Recorded data

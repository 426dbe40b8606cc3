//! Presentation seam between the PPU and whatever displays its output.

// Screen resolution used by the Game Boy PPU
pub const SCREEN_WIDTH: usize = 160;
pub const SCREEN_HEIGHT: usize = 144;

/// Receives finished scanlines and frame boundaries from the PPU.
///
/// Pixels are packed `0x00RRGGBB`.
pub trait Screen {
    fn render_line(&mut self, pixels: &[u32; SCREEN_WIDTH], line: u8);
    fn vblank(&mut self);
}

/// In-memory screen that keeps the last complete frame.
pub struct FrameBuffer {
    pixels: Vec<u32>,
    frames: u64,
    lines_rendered: u64,
}

impl FrameBuffer {
    pub fn new() -> Self {
        Self {
            pixels: vec![0; SCREEN_WIDTH * SCREEN_HEIGHT],
            frames: 0,
            lines_rendered: 0,
        }
    }

    pub fn pixels(&self) -> &[u32] {
        &self.pixels
    }

    pub fn pixel(&self, x: usize, y: usize) -> u32 {
        self.pixels[y * SCREEN_WIDTH + x]
    }

    /// Number of `vblank` notifications received.
    pub fn frames(&self) -> u64 {
        self.frames
    }

    pub fn lines_rendered(&self) -> u64 {
        self.lines_rendered
    }
}

impl Default for FrameBuffer {
    fn default() -> Self {
        Self::new()
    }
}

impl Screen for FrameBuffer {
    fn render_line(&mut self, pixels: &[u32; SCREEN_WIDTH], line: u8) {
        let line = line as usize;
        if line >= SCREEN_HEIGHT {
            return;
        }
        let start = line * SCREEN_WIDTH;
        self.pixels[start..start + SCREEN_WIDTH].copy_from_slice(pixels);
        self.lines_rendered += 1;
    }

    fn vblank(&mut self) {
        self.frames += 1;
    }
}
use std::{
    fs,
    path::{Path, PathBuf},
};

use log::info;
use thiserror::Error;

const ROM_BANK_SIZE: usize = 0x4000;
const RAM_BANK_SIZE: usize = 0x2000;

// Header layout (gbdev.io/pandocs/The_Cartridge_Header.html)
const HEADER_TITLE_START: usize = 0x0134;
const HEADER_TITLE_END: usize = 0x0143;
const HEADER_CART_TYPE: usize = 0x0147;

/// Number of RTC registers exposed through the RAM window (0x08-0x0C).
const RTC_REGISTER_COUNT: usize = 5;
const RTC_SELECT_BASE: u8 = 0x08;

#[derive(Debug, Error)]
pub enum CartridgeError {
    #[error("unsupported cartridge type {code:#04X}")]
    UnsupportedMbc { code: u8 },

    #[error("failed to read ROM {}: {source}", path.display())]
    Io {
        path: PathBuf,
        #[source]
        source: std::io::Error,
    },
}

#[derive(Debug, Clone, Copy, PartialEq, Eq)]
pub enum MbcType {
    NoMbc,
    Mbc1,
    Mbc3,
}

impl MbcType {
    fn from_code(code: u8) -> Result<Self, CartridgeError> {
        match code {
            0x00 => Ok(MbcType::NoMbc),
            0x01..=0x03 => Ok(MbcType::Mbc1),
            0x0F..=0x13 => Ok(MbcType::Mbc3),
            _ => Err(CartridgeError::UnsupportedMbc { code }),
        }
    }

    /// External RAM is sized by the controller, not by the header.
    fn ram_size(self) -> usize {
        match self {
            MbcType::NoMbc => RAM_BANK_SIZE,
            MbcType::Mbc1 => RAM_BANK_SIZE * 4,
            MbcType::Mbc3 => RAM_BANK_SIZE * 8,
        }
    }
}

/// MBC1 0x6000-0x7FFF selects what the secondary 2-bit register drives.
#[derive(Debug, Clone, Copy, PartialEq, Eq)]
pub enum BankingMode {
    /// Secondary register supplies ROM bank bits 5-6.
    Rom,
    /// Secondary register selects the RAM bank.
    Ram,
}

#[derive(Debug, Clone, PartialEq, Eq)]
enum MbcState {
    NoMbc,
    Mbc1 {
        rom_bank: u8,
        secondary: u8,
        mode: BankingMode,
        ram_enable: bool,
    },
    Mbc3 {
        rom_bank: u8,
        select: u8,
        ram_enable: bool,
        rtc: [u8; RTC_REGISTER_COUNT],
    },
}

/// Where a 0xA000-0xBFFF access lands.
enum RamTarget {
    Disabled,
    Ram(usize),
    Rtc(usize),
    Unmapped,
}

#[derive(Debug)]
pub struct Cartridge {
    rom: Vec<u8>,
    pub ram: Vec<u8>,
    pub mbc: MbcType,
    pub title: String,
    mbc_state: MbcState,
}

impl Cartridge {
    pub fn from_file<P: AsRef<Path>>(path: P) -> Result<Self, CartridgeError> {
        let path = path.as_ref();
        let data = fs::read(path).map_err(|source| CartridgeError::Io {
            path: path.to_path_buf(),
            source,
        })?;
        Self::load(data)
    }

    pub fn load(mut data: Vec<u8>) -> Result<Self, CartridgeError> {
        let code = data.get(HEADER_CART_TYPE).copied().unwrap_or(0);
        let mbc = MbcType::from_code(code)?;

        // Both ROM windows must always be backed.
        if data.len() < ROM_BANK_SIZE * 2 {
            data.resize(ROM_BANK_SIZE * 2, 0xFF);
        }

        let mbc_state = match mbc {
            MbcType::NoMbc => MbcState::NoMbc,
            MbcType::Mbc1 => MbcState::Mbc1 {
                rom_bank: 1,
                secondary: 0,
                mode: BankingMode::Rom,
                ram_enable: false,
            },
            MbcType::Mbc3 => MbcState::Mbc3 {
                rom_bank: 1,
                select: 0,
                ram_enable: false,
                rtc: [0; RTC_REGISTER_COUNT],
            },
        };

        let title = header_title(&data);
        info!(
            "Loaded ROM: {} (MBC: {:?}, {} banks)",
            title,
            mbc,
            data.len() / ROM_BANK_SIZE
        );

        Ok(Self {
            rom: data,
            ram: vec![0; mbc.ram_size()],
            mbc,
            title,
            mbc_state,
        })
    }

    /// The ROM image, padded to at least two banks.
    pub fn rom(&self) -> &[u8] {
        &self.rom
    }

    fn rom_bank_count(&self) -> usize {
        (self.rom.len() / ROM_BANK_SIZE).max(1)
    }

    /// Bank currently mapped at 0x4000-0x7FFF.
    pub fn rom_bank(&self) -> usize {
        let bank = match &self.mbc_state {
            MbcState::NoMbc => 1,
            MbcState::Mbc1 {
                rom_bank,
                secondary,
                mode,
                ..
            } => {
                let high = match mode {
                    BankingMode::Rom => (*secondary as usize & 0x03) << 5,
                    BankingMode::Ram => 0,
                };
                high | (*rom_bank as usize & 0x1F)
            }
            MbcState::Mbc3 { rom_bank, .. } => *rom_bank as usize & 0x7F,
        };
        bank % self.rom_bank_count()
    }

    fn ram_target(&self, addr: u16) -> RamTarget {
        let offset = (addr - 0xA000) as usize;
        match &self.mbc_state {
            MbcState::NoMbc => RamTarget::Ram(offset),
            MbcState::Mbc1 { ram_enable: false, .. } | MbcState::Mbc3 { ram_enable: false, .. } => {
                RamTarget::Disabled
            }
            MbcState::Mbc1 {
                secondary, mode, ..
            } => {
                let bank = match mode {
                    BankingMode::Rom => 0,
                    BankingMode::Ram => *secondary as usize & 0x03,
                };
                RamTarget::Ram(bank * RAM_BANK_SIZE + offset)
            }
            MbcState::Mbc3 { select, .. } => {
                if *select >= RTC_SELECT_BASE {
                    let reg = (*select - RTC_SELECT_BASE) as usize;
                    if reg < RTC_REGISTER_COUNT {
                        RamTarget::Rtc(reg)
                    } else {
                        RamTarget::Unmapped
                    }
                } else {
                    RamTarget::Ram(*select as usize * RAM_BANK_SIZE + offset)
                }
            }
        }
    }

    pub fn read(&self, addr: u16) -> u8 {
        match addr {
            0x0000..=0x3FFF => self.rom[addr as usize],
            0x4000..=0x7FFF => {
                let offset = self.rom_bank() * ROM_BANK_SIZE + (addr as usize - 0x4000);
                self.rom.get(offset).copied().unwrap_or(0xFF)
            }
            0xA000..=0xBFFF => match self.ram_target(addr) {
                RamTarget::Ram(idx) => self.ram.get(idx).copied().unwrap_or(0xFF),
                RamTarget::Rtc(reg) => match &self.mbc_state {
                    MbcState::Mbc3 { rtc, .. } => rtc[reg],
                    _ => 0xFF,
                },
                RamTarget::Disabled | RamTarget::Unmapped => 0xFF,
            },
            _ => 0xFF,
        }
    }

    /// Offer a write to the controller. Every write into the ROM window is a
    /// control write and is consumed here, including on cartridges without a
    /// controller where it is simply dropped.
    pub fn consume_write(&mut self, addr: u16, val: u8) -> bool {
        if addr > 0x7FFF {
            return false;
        }
        match (&mut self.mbc_state, addr) {
            (MbcState::NoMbc, _) => {}
            (MbcState::Mbc1 { ram_enable, .. }, 0x0000..=0x1FFF)
            | (MbcState::Mbc3 { ram_enable, .. }, 0x0000..=0x1FFF) => {
                *ram_enable = val & 0x0F == 0x0A;
            }
            (MbcState::Mbc1 { rom_bank, .. }, 0x2000..=0x3FFF) => {
                *rom_bank = val & 0x1F;
                if *rom_bank == 0 {
                    *rom_bank = 1;
                }
            }
            (MbcState::Mbc3 { rom_bank, .. }, 0x2000..=0x3FFF) => {
                *rom_bank = val & 0x7F;
                if *rom_bank == 0 {
                    *rom_bank = 1;
                }
            }
            (MbcState::Mbc1 { secondary, .. }, 0x4000..=0x5FFF) => {
                *secondary = val & 0x03;
            }
            (MbcState::Mbc3 { select, .. }, 0x4000..=0x5FFF) => {
                *select = val;
            }
            (MbcState::Mbc1 { mode, .. }, _) => {
                *mode = if val & 0x01 != 0 {
                    BankingMode::Ram
                } else {
                    BankingMode::Rom
                };
            }
            // Clock latch; the RTC registers never advance on their own.
            (MbcState::Mbc3 { .. }, _) => {}
        }
        true
    }

    pub fn write_ram(&mut self, addr: u16, val: u8) {
        match self.ram_target(addr) {
            RamTarget::Ram(idx) => {
                if let Some(b) = self.ram.get_mut(idx) {
                    *b = val;
                }
            }
            RamTarget::Rtc(reg) => {
                if let MbcState::Mbc3 { rtc, .. } = &mut self.mbc_state {
                    rtc[reg] = val;
                }
            }
            RamTarget::Disabled | RamTarget::Unmapped => {}
        }
    }
}

fn header_title(data: &[u8]) -> String {
    let end = HEADER_TITLE_END.min(data.len());
    let mut slice = &data[HEADER_TITLE_START.min(end)..end];
    if let Some(pos) = slice.iter().position(|&b| b == 0) {
        slice = &slice[..pos];
    }
    String::from_utf8_lossy(slice).trim().to_string()
}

● **Exercise directions**
From the very first line of the data through the line with "let start = line * SCREEN_WIDTH;" in it, please reproduce each line exactly and output nothing more.

● **Result for this exercise**
repository 426dbe40b8606cc3
//! Presentation seam between the PPU and whatever displays its output.

// Screen resolution used by the Game Boy PPU
pub const SCREEN_WIDTH: usize = 160;
pub const SCREEN_HEIGHT: usize = 144;

/// Receives finished scanlines and frame boundaries from the PPU.
///
/// Pixels are packed `0x00RRGGBB`.
pub trait Screen {
    fn render_line(&mut self, pixels: &[u32; SCREEN_WIDTH], line: u8);
    fn vblank(&mut self);
}

/// In-memory screen that keeps the last complete frame.
pub struct FrameBuffer {
    pixels: Vec<u32>,
    frames: u64,
    lines_rendered: u64,
}

impl FrameBuffer {
    pub fn new() -> Self {
        Self {
            pixels: vec![0; SCREEN_WIDTH * SCREEN_HEIGHT],
            frames: 0,
            lines_rendered: 0,
        }
    }

    pub fn pixels(&self) -> &[u32] {
        &self.pixels
    }

    pub fn pixel(&self, x: usize, y: usize) -> u32 {
        self.pixels[y * SCREEN_WIDTH + x]
    }

    /// Number of `vblank` notifications received.
    pub fn frames(&self) -> u64 {
        self.frames
    }

    pub fn lines_rendered(&self) -> u64 {
        self.lines_rendered
    }
}

impl Default for FrameBuffer {
    fn default() -> Self {
        Self::new()
    }
}

impl Screen for FrameBuffer {
    fn render_line(&mut self, pixels: &[u32; SCREEN_WIDTH], line: u8) {
        let line = line as usize;
        if line >= SCREEN_HEIGHT {
            return;
        }
        let start = line * SCREEN_WIDTH;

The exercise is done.